EXERCISE DATA: Begin

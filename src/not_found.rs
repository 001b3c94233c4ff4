//! The page to display for paths that do not match a route.
use axum::{
    http::StatusCode,
    response::{Html, IntoResponse, Response},
};

use crate::html::error_view;

pub async fn get_404_not_found() -> Response {
    let page = error_view(
        "Not Found",
        "404",
        "Something's missing.",
        "Sorry, we can't find that page. You'll find lots to explore on the home page.",
    );

    (StatusCode::NOT_FOUND, Html(page.into_string())).into_response()
}
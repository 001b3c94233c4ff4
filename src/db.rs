//! Schema setup for the application's database.

use rusqlite::Connection;

use crate::{Error, user::create_user_table};

/// Create the tables for the domain models if they do not exist.
///
/// Safe to run against a database that has already been initialized.
///
/// # Errors
/// Returns an error if there is an SQL error.
pub fn initialize(connection: &Connection) -> Result<(), Error> {
    create_user_table(connection)?;
    tracing::info!("Verified the user table exists.");

    Ok(())
}
use arbor_primitives::BlockId;
use arbor_storage_common::exec::OpsError;
use thiserror::Error;

#[derive(Debug, Error, Clone)]
pub enum DbError {
    #[error("missing checkpoint for block {0}")]
    MissingBlock(BlockId),

    #[error("codec error {0}")]
    CodecError(String),

    #[error("transaction error {0}")]
    TransactionError(String),

    #[error("IO Error: {0}")]
    IoError(String),

    /// A database worker task failed in a way that could not be determined.
    #[error("worker task exited strangely")]
    WorkerFailedStrangely,

    #[error("{0}")]
    Other(String),
}

impl DbError {
    pub fn codec(err: impl ToString) -> Self {
        Self::CodecError(err.to_string())
    }
}

impl From<anyhow::Error> for DbError {
    fn from(value: anyhow::Error) -> Self {
        Self::Other(value.to_string())
    }
}

impl From<std::io::Error> for DbError {
    fn from(value: std::io::Error) -> Self {
        Self::IoError(value.to_string())
    }
}

impl From<OpsError> for DbError {
    fn from(value: OpsError) -> Self {
        match value {
            OpsError::WorkerFailedStrangely => DbError::WorkerFailedStrangely,
        }
    }
}
pub mod db;
mod schemas;
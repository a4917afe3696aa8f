use borsh::{BorshDeserialize, BorshSerialize};

use crate::errors::{CheckpointError, CheckpointResult};

/// Serializes a state snapshot into checkpoint contents.
pub fn encode_checkpoint<T: BorshSerialize>(state: &T) -> CheckpointResult<Vec<u8>> {
    borsh::to_vec(state).map_err(|e| CheckpointError::Codec(e.to_string()))
}

pub fn decode_checkpoint<T: BorshDeserialize>(contents: &[u8]) -> CheckpointResult<T> {
    borsh::from_slice(contents).map_err(|e| CheckpointError::Codec(e.to_string()))
}

#[cfg(test)]
mod tests {
    use super::*;

    #[test]
    fn test_decode_rejects_garbage() {
        let contents = encode_checkpoint(&(7u64, vec![1u8, 2, 3])).unwrap();
        let decoded: (u64, Vec<u8>) = decode_checkpoint(&contents).unwrap();
        assert_eq!(decoded, (7, vec![1, 2, 3]));

        assert!(matches!(
            decode_checkpoint::<(u64, Vec<u8>)>(&contents[..5]),
            Err(CheckpointError::Codec(_))
        ));
    }

    #[test]
    fn test_node_graph_round_trip() {
        use arbor_node_graph::{CallContext, NodeGraph};
        use arbor_primitives::{hash::raw, PathProof};
        use arbor_test_utils::chain::{test_chain_params, test_staker};

        let mut graph = NodeGraph::new(test_chain_params(), raw(b"genesis machine"));
        let req = graph.params().stake_requirement;
        let empty = PathProof::empty();
        graph
            .place_stake(&CallContext::new(test_staker(1), 1), req, &empty, &empty)
            .unwrap();

        let contents = encode_checkpoint(&graph).unwrap();
        let restored: NodeGraph = decode_checkpoint(&contents).unwrap();
        assert_eq!(restored.latest_confirmed(), graph.latest_confirmed());
        assert_eq!(restored.staker_count(), 1);
        assert!(restored.staker(&test_staker(1)).is_some());
    }
}
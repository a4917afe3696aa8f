//! Making an assertion: splitting a leaf into its four possible outcomes.

use arbor_primitives::{
    assertion::{AssertionClaim, AssertionParams},
    challenge::{
        challenge_data_hash, empty_tuple_hash, execution_data_hash, execution_precondition_hash,
        message_challenge_data_hash, pending_top_challenge_data_hash, valid_data_hash,
    },
    node::child_node_hash,
    path::calculate_path,
    ChainParams, ChildType, NodeHash, PathProof, PendingInbox, TimeTicks, VMProtoData,
};
use tracing::*;

use crate::{
    context::{CallContext, PrevLeafContext},
    errors::{NodeGraphError, NodeGraphResult},
    events::{AssertedEvent, RollupEvent},
    graph::NodeGraph,
    node::{DisputableNode, Node},
};

/// Deadline shared by the children of an assertion made at `now` on top of a node with
/// deadline `prev_deadline`.
pub fn assertion_deadline(
    params: &ChainParams,
    now: TimeTicks,
    prev_deadline: TimeTicks,
    claim: &AssertionClaim,
) -> TimeTicks {
    let earliest = now + params.grace_period;
    earliest.max(prev_deadline) + params.check_time(claim.assertion_stub.num_gas)
}

/// Builds the four children of `prev_leaf`, indexed by [`ChildType::index`].
pub fn build_children(
    params: &ChainParams,
    prev_leaf: NodeHash,
    deadline_ticks: TimeTicks,
    before_state: &VMProtoData,
    assertion_params: &AssertionParams,
    claim: &AssertionClaim,
    pending_inbox: &PendingInbox,
) -> [Node; 4] {
    let imported = assertion_params.imported_message_count;
    let after_count = before_state.pending_count.saturating_add(imported);
    let stub = &claim.assertion_stub;

    let disputable = DisputableNode {
        params: *assertion_params,
        claim: *claim,
        max_pending_top: pending_inbox.top_hash,
        max_pending_count: pending_inbox.count,
    };

    let one_block = TimeTicks::from_blocks(1);
    let inbox_challenge_period = params.grace_period + one_block;
    let execution_challenge_period = params.grace_period + params.check_time(stub.num_gas);

    let pending_data = challenge_data_hash(
        &pending_top_challenge_data_hash(
            &claim.after_pending_top,
            &pending_inbox.top_hash,
            pending_inbox.count.saturating_sub(after_count),
        ),
        inbox_challenge_period,
    );
    let messages_data = challenge_data_hash(
        &message_challenge_data_hash(
            &before_state.pending_top,
            &claim.after_pending_top,
            &empty_tuple_hash(),
            &claim.imported_messages_slice,
            imported,
        ),
        inbox_challenge_period,
    );
    let execution_data = challenge_data_hash(
        &execution_data_hash(
            assertion_params.num_steps,
            &execution_precondition_hash(
                &before_state.machine_hash,
                &assertion_params.time_bounds,
                &claim.imported_messages_slice,
            ),
            &stub.hash(),
        ),
        execution_challenge_period,
    );
    let valid_data = valid_data_hash(&stub.last_message_hash, &stub.last_log_hash);
    let valid_proto = VMProtoData::new(stub.after_machine_hash, claim.after_pending_top, after_count);

    let child = |data, child_type, proto| {
        Node::new_child(
            prev_leaf,
            deadline_ticks,
            data,
            child_type,
            proto,
            disputable.clone(),
        )
    };

    [
        child(pending_data, ChildType::InvalidPending, *before_state),
        child(messages_data, ChildType::InvalidMessages, *before_state),
        child(execution_data, ChildType::InvalidExecution, *before_state),
        child(valid_data, ChildType::Valid, valid_proto),
    ]
}

impl NodeGraph {
    /// Asserts an execution outcome on top of a leaf, replacing it by its four children and
    /// moving the sender onto the valid one.
    pub fn make_assertion(
        &mut self,
        ctx: &CallContext,
        prev: &PrevLeafContext,
        before_state: &VMProtoData,
        assertion_params: &AssertionParams,
        claim: &AssertionClaim,
        staker_proof: &PathProof,
    ) -> NodeGraphResult<Vec<RollupEvent>> {
        let prev_leaf = child_node_hash(
            &prev.prev_prev_leaf_hash,
            prev.prev_deadline,
            &prev.prev_data_hash,
            prev.prev_child_type,
            &before_state.hash(),
        );
        if !self.leaves.contains(&prev_leaf) {
            return Err(NodeGraphError::UnknownLeaf(prev_leaf));
        }
        // Losing siblings of a confirmed node stay leaves but lose their record.
        if !self.nodes.contains_key(&prev_leaf) {
            return Err(NodeGraphError::UnknownNode(prev_leaf));
        }

        if assertion_params.num_steps > self.params.max_execution_steps {
            return Err(NodeGraphError::TooManySteps {
                steps: assertion_params.num_steps,
                max: self.params.max_execution_steps,
            });
        }

        let bounds = assertion_params.time_bounds;
        if !bounds.contains(ctx.height) {
            return Err(NodeGraphError::OutOfTimeBounds {
                height: ctx.height,
                start: bounds.start,
                end: bounds.end,
            });
        }

        let imported = assertion_params.imported_message_count;
        if imported > 0 && !claim.assertion_stub.did_inbox_insn {
            return Err(NodeGraphError::MessagesWithoutRead);
        }

        let available = self
            .pending_inbox
            .count
            .saturating_sub(before_state.pending_count);
        if imported > available {
            return Err(NodeGraphError::InsufficientPending {
                requested: imported,
                available,
            });
        }

        let staker = self
            .stakers
            .get(&ctx.sender)
            .ok_or(NodeGraphError::UnknownStaker(ctx.sender))?;
        if calculate_path(&staker.location, staker_proof) != prev_leaf {
            return Err(NodeGraphError::StakerNotAtLeaf);
        }

        let deadline_ticks = assertion_deadline(&self.params, ctx.now(), prev.prev_deadline, claim);
        let children = build_children(
            &self.params,
            prev_leaf,
            deadline_ticks,
            before_state,
            assertion_params,
            claim,
            &self.pending_inbox,
        );
        let successors = children.each_ref().map(Node::hash);
        let valid = successors[ChildType::Valid.index()];

        // Checks are done, everything below mutates.
        self.nodes
            .get_mut(&prev_leaf)
            .ok_or(NodeGraphError::UnknownNode(prev_leaf))?
            .set_successors(successors);
        self.leaves.remove(&prev_leaf);
        for node in children {
            self.leaves.insert(node.hash());
            self.nodes.insert(node.hash(), node);
        }
        self.move_staker(ctx.sender, valid);

        info!(%prev_leaf, %valid, %deadline_ticks, staker = %ctx.sender, "new assertion");

        Ok(vec![
            RollupEvent::Asserted(AssertedEvent {
                prev_leaf,
                params: *assertion_params,
                claim: *claim,
                max_pending_top: self.pending_inbox.top_hash,
                max_pending_count: self.pending_inbox.count,
            }),
            RollupEvent::StakeMoved {
                staker: ctx.sender,
                location: valid,
            },
        ])
    }
}
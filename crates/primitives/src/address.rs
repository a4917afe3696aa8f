use arbitrary::Arbitrary;
use borsh::{BorshDeserialize, BorshSerialize};
use serde::{Deserialize, Serialize};

use crate::buf::Buf20;

/// Address of a staker on the parent chain.
///
/// Compared bytewise, which is the order the aligned-staker check requires.
#[derive(
    Copy,
    Clone,
    Eq,
    PartialEq,
    Ord,
    PartialOrd,
    Hash,
    Default,
    Arbitrary,
    BorshSerialize,
    BorshDeserialize,
    Serialize,
    Deserialize,
)]
pub struct Address(Buf20);

impl_buf_wrapper!(Address, Buf20, 20);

EXERCISE DATA: End

■ **PROMPT**: Return only the number of lines in the listing that contain the string "Arbitrary".

■ **SOLUTION TO THE PROBLEM**: 2